Nevermind, I'm not paying attention. There is no filter capacitor so we have no ripple control. Also, my first response was for single phase with a filter capacitor. Missed my nap time I guess. :roll:

 

[Besoeker]

Nevermind, I'm not paying attention. There is no filter capacitor so we have no ripple control. Also, my first response was for single phase with a filter capacitor. Missed my nap time I guess. :roll:

NP.
My hand-written note was based on unsmoothed three-phase.
This gives a ripple of 0.866Vp to Vp at six times supply frequency.

 

[gar]

091202-0820 EST

Besoeker:

I believe you left out the peak - minimum part of the calculation.

A three phase full wave rectifier provides peaks every 60 deg. The intersection of two sine waves with a 60 degree difference occurs at 30 degrees from 90. The midpoint of the 60 degree difference.

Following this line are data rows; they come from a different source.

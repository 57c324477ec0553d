use async_trait::async_trait;
use reqwest::Client;

use crate::error::QuoteError;
use crate::quote::Quote;

/// Read/write access to the remote quote collection.
///
/// The wire shape is `{text, category}` in both directions; a post returns
/// the record as the server stored it.
#[async_trait]
pub trait RemoteSource: Send + Sync {
    async fn fetch_quotes(&self) -> Result<Vec<Quote>, QuoteError>;
    async fn post_quote(&self, quote: &Quote) -> Result<Quote, QuoteError>;
}

#[derive(Clone)]
pub struct RemoteClient {
    client: Client,
    base_url: String,
}

impl RemoteClient {
    pub fn new(base_url: &str) -> Self {
        Self {
            client: Client::new(),
            base_url: base_url.trim_end_matches('/').to_string(),
        }
    }

    fn quotes_url(&self) -> String {
        format!("{}/quotes", self.base_url)
    }
}

#[async_trait]
impl RemoteSource for RemoteClient {
    async fn fetch_quotes(&self) -> Result<Vec<Quote>, QuoteError> {
        let response = self.client.get(self.quotes_url()).send().await?;

        if !response.status().is_success() {
            return Err(QuoteError::Status(response.status().as_u16()));
        }

        let quotes: Vec<Quote> = response.json().await?;
        Ok(quotes)
    }

    async fn post_quote(&self, quote: &Quote) -> Result<Quote, QuoteError> {
        let response = self
            .client
            .post(self.quotes_url())
            .json(quote)
            .send()
            .await?;

        if !response.status().is_success() {
            return Err(QuoteError::Status(response.status().as_u16()));
        }

        let echoed: Quote = response.json().await?;
        Ok(echoed)
    }
}

#[cfg(test)]
mod tests {
    use super::*;

    #[test]
    fn test_quotes_url_joins_cleanly() {
        let client = RemoteClient::new("http://localhost:3000");
        assert_eq!(client.quotes_url(), "http://localhost:3000/quotes");

        let trailing = RemoteClient::new("http://localhost:3000/");
        assert_eq!(trailing.quotes_url(), "http://localhost:3000/quotes");
    }
}
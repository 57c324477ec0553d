use anyhow::Result;

use crate::quote::{QuoteBook, ALL_CATEGORIES};
use crate::storage::{self, KeyValueStore};

/// The user's current category selection, persisted across sessions.
pub struct CategoryFilter {
    selected: String,
}

impl CategoryFilter {
    pub fn new() -> Self {
        Self {
            selected: ALL_CATEGORIES.to_string(),
        }
    }

    /// Restore the persisted selection, falling back to `"all"` when it is
    /// absent or names a category no longer present in the book.
    pub fn restore(store: &dyn KeyValueStore, book: &QuoteBook) -> Self {
        let selected = storage::load_filter(store)
            .ok()
            .flatten()
            .filter(|category| {
                category == ALL_CATEGORIES
                    || book.categories().iter().any(|known| known == category)
            })
            .unwrap_or_else(|| ALL_CATEGORIES.to_string());

        Self { selected }
    }

    pub fn selected(&self) -> &str {
        &self.selected
    }

    pub fn is_all(&self) -> bool {
        self.selected == ALL_CATEGORIES
    }

    /// Store and persist a new selection.
    pub fn set(&mut self, category: &str, store: &mut dyn KeyValueStore) -> Result<()> {
        self.selected = category.to_string();
        storage::save_filter(store, category)
    }

    /// The `"all"` sentinel followed by every category in the book, in
    /// first-occurrence order. Populates the filter picker.
    pub fn available_categories(book: &QuoteBook) -> Vec<String> {
        let mut categories = vec![ALL_CATEGORIES.to_string()];
        categories.extend(book.categories());
        categories
    }
}

impl Default for CategoryFilter {
    fn default() -> Self {
        Self::new()
    }
}

#[cfg(test)]
mod tests {
    use super::*;
    use crate::storage::MemoryStore;

    #[test]
    fn test_restore_defaults_to_all_when_absent() {
        let store = MemoryStore::new();
        let book = QuoteBook::seeded();

        let filter = CategoryFilter::restore(&store, &book);

        assert_eq!(filter.selected(), ALL_CATEGORIES);
        assert!(filter.is_all());
    }

    #[test]
    fn test_restore_recovers_persisted_selection() {
        let mut store = MemoryStore::new();
        let book = QuoteBook::seeded();
        storage::save_filter(&mut store, "Success").unwrap();

        let filter = CategoryFilter::restore(&store, &book);

        assert_eq!(filter.selected(), "Success");
    }

    #[test]
    fn test_restore_falls_back_for_stale_selection() {
        let mut store = MemoryStore::new();
        let book = QuoteBook::seeded();
        storage::save_filter(&mut store, "Retired").unwrap();

        let filter = CategoryFilter::restore(&store, &book);

        assert_eq!(filter.selected(), ALL_CATEGORIES);
    }

    #[test]
    fn test_set_persists_selection() {
        let mut store = MemoryStore::new();
        let mut filter = CategoryFilter::new();

        filter.set("Happiness", &mut store).unwrap();

        assert_eq!(filter.selected(), "Happiness");
        assert_eq!(
            storage::load_filter(&store).unwrap(),
            Some("Happiness".to_string())
        );
    }

    #[test]
    fn test_available_categories_leads_with_sentinel() {
        let book = QuoteBook::seeded();

        assert_eq!(
            CategoryFilter::available_categories(&book),
            vec!["all", "Motivation", "Success", "Happiness"]
        );
    }
}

The sine of (90 - 30) is 0.866. Thus, the peak to peak ripple is Vpeak (1-0.866) or 0.134*Vpeak.

.

 

[mivey]

091202-0820 EST

Besoeker:

I believe you left out the peak - minimum part of the calculation.

A three phase full wave rectifier provides peaks every 60 deg. The intersection of two sine waves with a 60 degree difference occurs at 30 degrees from 90. The midpoint of the 60 degree difference. The sine of (90 - 30) is 0.866. Thus, the peak to peak ripple is Vpeak (1-0.866) or 0.134*Vpeak.

.

Now I'm paying attention. That is what he said. A ripple from 0.866*Vp to 1.0*Vp.

 

[Besoeker]

091202-0820 EST

Besoeker:

I believe you left out the peak - minimum part of the calculation.

A three phase full wave rectifier provides peaks every 60 deg. The intersection of two sine waves with a 60 degree difference occurs at 30 degrees from 90. The midpoint of the 60 degree difference.

That's why the integration I showed was pi/3 to 2pi/3.
From 60deg to 120deg if you like.

The sine of (90 - 30) is 0.866. Thus, the peak to peak ripple is Vpeak (1-0.866) or 0.134*Vpeak.

Or 0.866Vp to Vp which is what I gave.

 

[gar]

091202-0952 EST

Besoeker:

Now I understand your meaning of the words "0.866 Vp to Vp".

I usually interpret "peak to peak" to mean "+peak to -peak".

.

 

[erickench]

How 'bout cutting a sine wave in half at the 180 degree mark and then take the integral of that rectified pulse and divide the result by one half of the time period of the full sine wave. This will give you the average value which is what the ammeter will read.

 

[gar]

091202-1445 EST

erickench:

The discussion is about a 3 phase full wave rectifier. Therefore, the integral from 0 to 180 and averaged is not the signal. Integrate from 60 to 120 and average over that time period for the average voltage.

.

 

[Besoeker]

091202-0952 EST

Besoeker:

Now I understand your meaning of the words "0.866 Vp to Vp".

I usually interpret "peak to peak" to mean "+peak to -peak".

.

0.866 Vp is the minimum. Vp is the maximum.
The difference between them is the peak to peak and the same value that you gave. There is no "-peak" as such.

Here's a graph of instantaneous voltage, average voltage and the fundamental component of the ripple voltage.
Supply voltage is 415V ac.
Average Vdc is 560Vdc
Ripple is predominantly six times supply frequency (also shown) plus higher orders (not shown). The sixth is just under 4% oF the mean Vdc and total ripple just over 4%.